┌─ Exercise material
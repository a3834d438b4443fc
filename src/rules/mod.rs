//! Rules engine interface
//!
//! The search core never looks inside a position. Everything it needs
//! (legal moves, make/unmake, terminal detection, piece lookup) goes through
//! the [`Rules`] trait, so any move generator can sit behind it. [`Board`]
//! is the implementation backed by `shakmaty`.

mod board;
mod guard;

pub use board::Board;
pub use guard::UndoGuard;

use shakmaty::{Bitboard, Color, Piece, Role, Square};
use std::fmt::Debug;

use crate::error::RulesError;

/// Move as seen by the search: an opaque value with a few accessors.
pub trait ChessMove: Clone + PartialEq + Debug {
    /// Origin square, `None` for drops.
    fn origin(&self) -> Option<Square>;
    fn destination(&self) -> Square;
    fn promotion_role(&self) -> Option<Role>;
}

impl ChessMove for shakmaty::Move {
    fn origin(&self) -> Option<Square> {
        self.from()
    }

    fn destination(&self) -> Square {
        self.to()
    }

    fn promotion_role(&self) -> Option<Role> {
        self.promotion()
    }
}

/// Position with make/unmake semantics.
///
/// `apply` and `set_turn` both push onto an undo stack; `undo` pops exactly
/// one of them and restores the previous state bit for bit.
pub trait Rules {
    type Move: ChessMove;

    fn legal_moves(&self) -> Vec<Self::Move>;
    fn apply(&mut self, mv: &Self::Move) -> Result<(), RulesError>;
    fn undo(&mut self) -> Result<(), RulesError>;

    fn is_checkmate(&self) -> bool;
    fn is_stalemate(&self) -> bool;
    fn is_insufficient_material(&self) -> bool;
    fn is_game_over(&self) -> bool;

    fn piece_at(&self, sq: Square) -> Option<Piece>;
    fn king_square(&self, color: Color) -> Option<Square>;
    /// Squares holding pieces of `color` that attack `sq`.
    fn attackers(&self, color: Color, sq: Square) -> Bitboard;

    fn turn(&self) -> Color;
    /// Switch the side to move. Undone by [`Rules::undo`].
    fn set_turn(&mut self, color: Color) -> Result<(), RulesError>;

    fn fen(&self) -> String;
    fn fullmove_number(&self) -> u32;
    fn zobrist(&self) -> u64;
    fn parse_uci(&self, uci: &str) -> Result<Self::Move, RulesError>;
}

/// Count leaf nodes of the legal move tree, walking it with apply/undo.
pub fn perft<R: Rules>(pos: &mut R, depth: u32) -> Result<u64, RulesError> {
    if depth == 0 {
        return Ok(1);
    }
    let moves = pos.legal_moves();
    if depth == 1 {
        return Ok(moves.len() as u64);
    }
    let mut nodes = 0;
    for mv in &moves {
        let mut child = UndoGuard::apply(pos, mv)?;
        nodes += perft(&mut *child, depth - 1)?;
    }
    Ok(nodes)
}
└─
**What to do**
Once the line with "pub fn perft<R: Rules>(pos: &mut" is found, write out that line and every one after it through the last line of the records, exactly and with nothing else.

**Exercise response**
pub fn perft<R: Rules>(pos: &mut R, depth: u32) -> Result<u64, RulesError> {
    if depth == 0 {
        return Ok(1);
    }
    let moves = pos.legal_moves();
    if depth == 1 {
        return Ok(moves.len() as u64);
    }
    let mut nodes = 0;
    for mv in &moves {
        let mut child = UndoGuard::apply(pos, mv)?;
        nodes += perft(&mut *child, depth - 1)?;
    }
    Ok(nodes)
}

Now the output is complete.